A direct FFI call using JNI or the new foreign interface is fast, and has roughly the same speed as calling a Java method directly. Alas, the CPython and Java garbage collectors do not play nice, and require black magic in order to keep them in sync.

On the other hand, using proxies (such as in JPype or GraalPy) cause a significant performance overhead, since the parameters and return values need to be converted, and might cause additional FFI calls (in the other direction). The fun thing is if you pass a CPython object to Java, Java has a proxy to the CPython object. And if you pass that proxy back to CPython, a proxy to that proxy is created instead of unwrapping it. The result: JPype proxies are 1402% slower than calling CPython directly using FFI, and GraalPy proxies are 453% slower than calling CPython directly using FFI.

What I ultimately end up doing is translating CPython bytecode into Java bytecode, and generating Java data structures corresponding to the CPython classes used. As a result, I got a 100x speedup compared to using proxies. (Side note: if you are thinking about translating/reading CPython bytecode, don't; it is highly unstable, poorly documented, and its VM has several quirks that make it hard to map directly to other bytecodes).

For more details, you can see my blog post on the subject: https://timefold.ai/blog/java-vs-python-speed

LinXitoW

Speaking from zero experience, the FFI stories of both Python and Java to C seems much better.
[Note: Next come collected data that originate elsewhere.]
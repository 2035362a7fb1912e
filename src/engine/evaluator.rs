//! Per-application evaluation of bug templates.

use std::sync::Arc;

use tracing::{debug, info, warn};

use crate::{
    config::EngineConfig,
    engine::{
        report::{AppReport, BugVerdict},
        search::SearchEngine,
        trace::TraceEngine,
    },
    index::IndexAdapter,
    links::LinkTable,
    template::{BugTemplate, CodeSpec, GraphSpec, ManifestSpec, TemplateSet},
    Result,
};

/// Matches the manifest conditions of a template against one application.
///
/// Implementations may bind values (for example component names) into `links`; code rules
/// evaluated afterwards can refer to them.
pub trait ManifestMatcher: Send + Sync {
    /// Returns `true` if the application's manifest satisfies `manifest`.
    ///
    /// # Errors
    ///
    /// Returns an error if the manifest cannot be read.
    fn matches(&self, manifest: &ManifestSpec, links: &mut LinkTable) -> Result<bool>;
}

/// Receives the bindings of every satisfied template that carries a `GRAPH` expression.
pub trait GraphExporter: Send + Sync {
    /// Exports the bindings of bug `bug` found in application `app`.
    ///
    /// # Errors
    ///
    /// Returns [`crate::Error::Export`] if the bindings cannot be exported.
    fn export(&self, app: &str, bug: &str, graph: &GraphSpec, links: &LinkTable) -> Result<()>;
}

/// Result of evaluating one template against one application.
#[derive(Debug, Clone, PartialEq, Eq)]
pub struct Evaluation {
    /// `true` if every present category was satisfied
    pub satisfied: bool,
    /// Values bound while evaluating
    pub links: LinkTable,
}

/// Evaluates bug templates against applications.
///
/// The evaluator is immutable and cheap to clone; a single instance is shared by every
/// worker.
///
/// # Examples
///
/// ```rust
/// use bugscope::prelude::*;
///
/// let index = MemoryIndex::builder()
///     .call("Lcom/app/Main;->onCreate(Landroid/os/Bundle;)V", "Lcom/app/Net;->send()V")
///     .build()?;
/// let config = EngineConfig::default();
/// let adapter = IndexAdapter::new(&index, &config);
///
/// let template = TemplateParser::new().parse_str(r#"{
///     "METADATA": { "NAME": "Sender" },
///     "CODEPARAMS": {
///         "SEARCH": {
///             "SEARCHFORCALLTOMETHOD": {
///                 "METHOD": "Lcom/app/Net;->send()V",
///                 "RETURN": "<class> AS @sender"
///             }
///         }
///     }
/// }"#)?;
///
/// let evaluation = BugEvaluator::new(config).evaluate(&template, &adapter)?;
/// assert!(evaluation.satisfied);
/// assert_eq!(evaluation.links.resolve("@sender"), &["Lcom/app/Main;"]);
/// # Ok::<(), bugscope::Error>(())
/// ```
#[derive(Clone)]
pub struct BugEvaluator {
    config: EngineConfig,
    manifest: Option<Arc<dyn ManifestMatcher>>,
    exporter: Option<Arc<dyn GraphExporter>>,
}

impl BugEvaluator {
    /// Creates an evaluator without manifest matcher or graph exporter.
    #[must_use]
    pub fn new(config: EngineConfig) -> Self {
        BugEvaluator {
            config,
            manifest: None,
            exporter: None,
        }
    }

    /// Sets the manifest matcher. Without one, templates with manifest conditions are never
    /// satisfied.
    #[must_use]
    pub fn with_manifest_matcher(mut self, matcher: Arc<dyn ManifestMatcher>) -> Self {
        self.manifest = Some(matcher);
        self
    }

    /// Sets the graph exporter used by [`BugEvaluator::analyse_app`].
    #[must_use]
    pub fn with_graph_exporter(mut self, exporter: Arc<dyn GraphExporter>) -> Self {
        self.exporter = Some(exporter);
        self
    }

    /// The engine configuration.
    #[must_use]
    pub fn config(&self) -> &EngineConfig {
        &self.config
    }

    /// Evaluates one template.
    ///
    /// Manifest conditions are evaluated before code conditions, each exactly once, sharing
    /// one [`LinkTable`]. The template is satisfied if every present category is.
    ///
    /// # Arguments
    ///
    /// * `template` - The template to evaluate
    /// * `adapter` - The application, wrapped for the engine
    ///
    /// # Errors
    ///
    /// Returns index and manifest errors; the application's evaluation should be abandoned.
    pub fn evaluate(&self, template: &BugTemplate, adapter: &IndexAdapter<'_>) -> Result<Evaluation> {
        let mut links = LinkTable::new();
        let mut satisfied = 0;

        if let Some(manifest) = &template.manifest {
            let matched = match &self.manifest {
                Some(matcher) => matcher.matches(manifest, &mut links)?,
                None => {
                    debug!("{}: no manifest matcher, manifest conditions unsatisfied", template.name);
                    false
                }
            };
            if matched {
                satisfied += 1;
            }
        }

        if let Some(code) = &template.code {
            if self.evaluate_code(code, adapter, &mut links)? {
                satisfied += 1;
            }
        }

        let categories = template.category_count();
        Ok(Evaluation {
            satisfied: categories > 0 && satisfied == categories,
            links,
        })
    }

    fn evaluate_code(
        &self,
        code: &CodeSpec,
        adapter: &IndexAdapter<'_>,
        links: &mut LinkTable,
    ) -> Result<bool> {
        if !code.search.is_empty() && !SearchEngine::new(adapter).evaluate(&code.search, links)? {
            return Ok(false);
        }
        if !code.trace.is_empty()
            && !TraceEngine::new(adapter, &self.config).evaluate(&code.trace, links)?
        {
            return Ok(false);
        }
        Ok(true)
    }

    /// Evaluates every template of `templates` against one application.
    ///
    /// Bindings of satisfied templates are handed to the graph exporter if the template has
    /// a `GRAPH` expression; export failures are logged and do not affect the verdict.
    ///
    /// # Errors
    ///
    /// Returns the first evaluation error. Verdicts of templates evaluated before the error
    /// are discarded.
    pub fn analyse_app(
        &self,
        app: &str,
        templates: &TemplateSet,
        adapter: &IndexAdapter<'_>,
    ) -> Result<AppReport> {
        let mut report = AppReport::new(app);

        for template in templates.iter() {
            let evaluation = self.evaluate(template, adapter)?;
            debug!(
                "{}: {} {}",
                app,
                template.name,
                if evaluation.satisfied { "satisfied" } else { "not satisfied" }
            );

            if evaluation.satisfied {
                if let (Some(graph), Some(exporter)) = (&template.graph, &self.exporter) {
                    if let Err(e) = exporter.export(app, &template.name, graph, &evaluation.links) {
                        warn!("{}: graph export for {} failed - {}", app, template.name, e);
                    }
                }
            }

            report.bugs.push(BugVerdict::new(&template.name, evaluation));
        }

        info!(
            "{}: {} of {} bugs present",
            app,
            report.satisfied().count(),
            report.bugs.len()
        );
        Ok(report)
    }
}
Wouldn't going connecting them via a little C bridge a general solution?

cchianel

JNI/the new Foreign FFI communicate with CPython via CPython's C API. The primary issue is getting the garbage collectors to work with each other. The Java solver works by repeatedly calling user defined functions when calculating the score. As a result:

- The Java side needs to store opaque Python pointers which may have no references on the CPython side.

- The CPython side need to store generated proxies for some Java objects (the result of constraint collectors, which are basically aggregations of a solution's data).

Solving runs a long time, typically at least a hour (although you can modify how long it runs for). If we don't free memory (by releasing the opaque Python Pointer return values), we will quickly run out of memory after a couple of minutes. The only way to free memory on the Java side is to close the arena holding the opaque Python pointer. However, when that arena is closed, its memory is zeroed out to prevent use-after-free. As a result, if CPython haven't garbage collected that pointer yet, it will cause a segmentation fault on the next CPython garbage collection cycle.

JPype (a CPython -> Java bridge) does dark magic to link the JVM's and CPython's garbage collector, but has performance issues when calling a CPython function inside a Java function, since its proxies have to do a lot of work. Even GraalPy, where Python is ran inside a JVM, has performance issues when Python calls Java code which calls Python code.

ignoramous

Also see: cgo is not Go

  Go code and C code have to agree on how resources like address space, signal handlers, and thread TLS slots are to be shared — and when I say agree, I actually mean Go has to work around the C code's assumption. C code that can assume it always runs on one thread, or blithely be unprepared to work in a multi threaded environment at all.

  C doesn't know anything about Go's calling convention or growable stacks, so a call down to C code must record all the details of the goroutine stack, switch to the C stack, and run C code which has no knowledge of how it was invoked, or the larger Go runtime in charge of the program.

  It doesn't matter which language you’re writing bindings or wrapping C code with; Python, Java with JNI, some language using libFFI, or Go via cgo; it is C's world, you're just living in it.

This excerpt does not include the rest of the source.